In making these representations to Your Excellency in accordance with the instructions which I have received from the Marquess of Lansdowne, I am convinced that you will give this matter the very serious consideration which is its due, and I trust that Your Excellency will be in a position to inform me shortly that a solution has been arrived at which may prove satisfactory to both Governments.

I avail, etc.,

CHARLES HARDINGE.

(Parliamentary Papers, Russia, No. 1 (1905), p. 24.)
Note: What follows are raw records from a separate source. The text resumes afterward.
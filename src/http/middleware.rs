use std::{
    any::Any,
    fmt::Display,
    panic::{self, AssertUnwindSafe},
    sync::atomic::{AtomicU64, Ordering},
    time::Instant,
};

use log::{error, info};
use rouille::{Request, Response};

use crate::http::error::ApiError;

/// Identifies a request in log lines for the lifetime of the process
#[derive(Debug, Clone, Copy, PartialEq, Eq, PartialOrd, Ord)]
pub struct RequestId(pub u64);

impl Display for RequestId {
    fn fmt(&self, f: &mut std::fmt::Formatter<'_>) -> std::fmt::Result {
        write!(f, "req#{}", self.0)
    }
}

/// Hands out request IDs, starting at 1.
///
/// Owned by the API instance rather than being a global, so independent
/// servers (and tests) get independent sequences.
#[derive(Debug, Default)]
pub struct RequestIds {
    last: AtomicU64,
}

impl RequestIds {
    pub fn new() -> Self {
        Self::default()
    }

    pub fn next(&self) -> RequestId {
        RequestId(self.last.fetch_add(1, Ordering::Relaxed) + 1)
    }
}

/// Logs the start and the outcome of a request
pub fn log_request<F>(id: RequestId, request: &Request, handler: F) -> Response
where
    F: FnOnce() -> Response,
{
    info!("[{id}] {} {}", request.method(), request.url());

    let started = Instant::now();
    let response = handler();

    info!(
        "[{id}] completed with {} in {:?}",
        response.status_code,
        started.elapsed()
    );
    response
}

/// Turns a panic in `handler` into a generic 500 response
pub fn recover_panics<F>(id: RequestId, handler: F) -> Response
where
    F: FnOnce() -> Response,
{
    panic::catch_unwind(AssertUnwindSafe(handler)).unwrap_or_else(|payload| {
        error!("[{id}] recovered from panic: {}", panic_message(&*payload));
        ApiError::Internal.into_response()
    })
}

fn panic_message(payload: &(dyn Any + Send)) -> &str {
    if let Some(s) = payload.downcast_ref::<&str>() {
        s
    } else if let Some(s) = payload.downcast_ref::<String>() {
        s
    } else {
        "<non-string panic payload>"
    }
}

#[cfg(test)]
mod tests {
    use std::{collections::HashSet, sync::Arc, thread};

    use super::*;

    #[test]
    fn test_request_ids_start_at_one() {
        let ids = RequestIds::new();

        assert_eq!(ids.next(), RequestId(1));
        assert_eq!(ids.next(), RequestId(2));
    }

    #[test]
    fn test_request_ids_are_unique_across_threads() {
        let ids = Arc::new(RequestIds::new());

        let handles = (0..8)
            .map(|_| {
                let ids = Arc::clone(&ids);
                thread::spawn(move || (0..100).map(|_| ids.next()).collect::<Vec<_>>())
            })
            .collect::<Vec<_>>();

        let mut seen = HashSet::new();
        for handle in handles {
            for id in handle.join().unwrap() {
                assert!(seen.insert(id.0), "duplicate id {id}");
            }
        }
        assert_eq!(seen.len(), 800);
    }

    #[test]
    fn test_independent_counters() {
        let a = RequestIds::new();
        let b = RequestIds::new();
        a.next();

        assert_eq!(b.next(), RequestId(1));
    }

    #[test]
    fn test_recover_panics_returns_500() {
        let response = recover_panics(RequestId(1), || panic!("boom"));

        assert_eq!(response.status_code, 500);
    }

    #[test]
    fn test_recover_panics_passes_response_through() {
        let response = recover_panics(RequestId(1), || Response::text("ok"));

        assert_eq!(response.status_code, 200);
    }

    #[test]
    fn test_log_request_returns_handler_response() {
        let request = Request::fake_http("GET", "/tracks", vec![], vec![]);

        let response = log_request(RequestId(3), &request, Response::empty_404);

        assert_eq!(response.status_code, 404);
    }

    #[test]
    fn test_panic_message() {
        let payload: Box<dyn Any + Send> = Box::new(String::from("owned"));
        assert_eq!(panic_message(&*payload), "owned");

        let payload: Box<dyn Any + Send> = Box::new(7_u8);
        assert_eq!(panic_message(&*payload), "<non-string panic payload>");
    }
}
In reply to the British ambassador's request the following interpretation was given by Russia:

In consequence of doubts which have arisen as to the interpretation of Article 6, section 10, of the Regulations respecting Contraband of War, it has been resolved by the Imperial Government that the articles capable of serving for a warlike object, and not specified in sections 1 to 9 of Article 6, as well as rice and food stuffs, shall be considered as contraband of war, if they are destined for

The Government of the belligerent Power;

For its administration;

For its army;

For its navy;

For its fortresses;

For its naval ports; or

For its purveyors.

In cases where they are addressed to private individuals these articles shall not be considered as contraband of war.

In all cases horses and beasts of burden shall be considered as contraband of war. (Parliamentary Papers, Russia, No. 1 (1905), p. 27.)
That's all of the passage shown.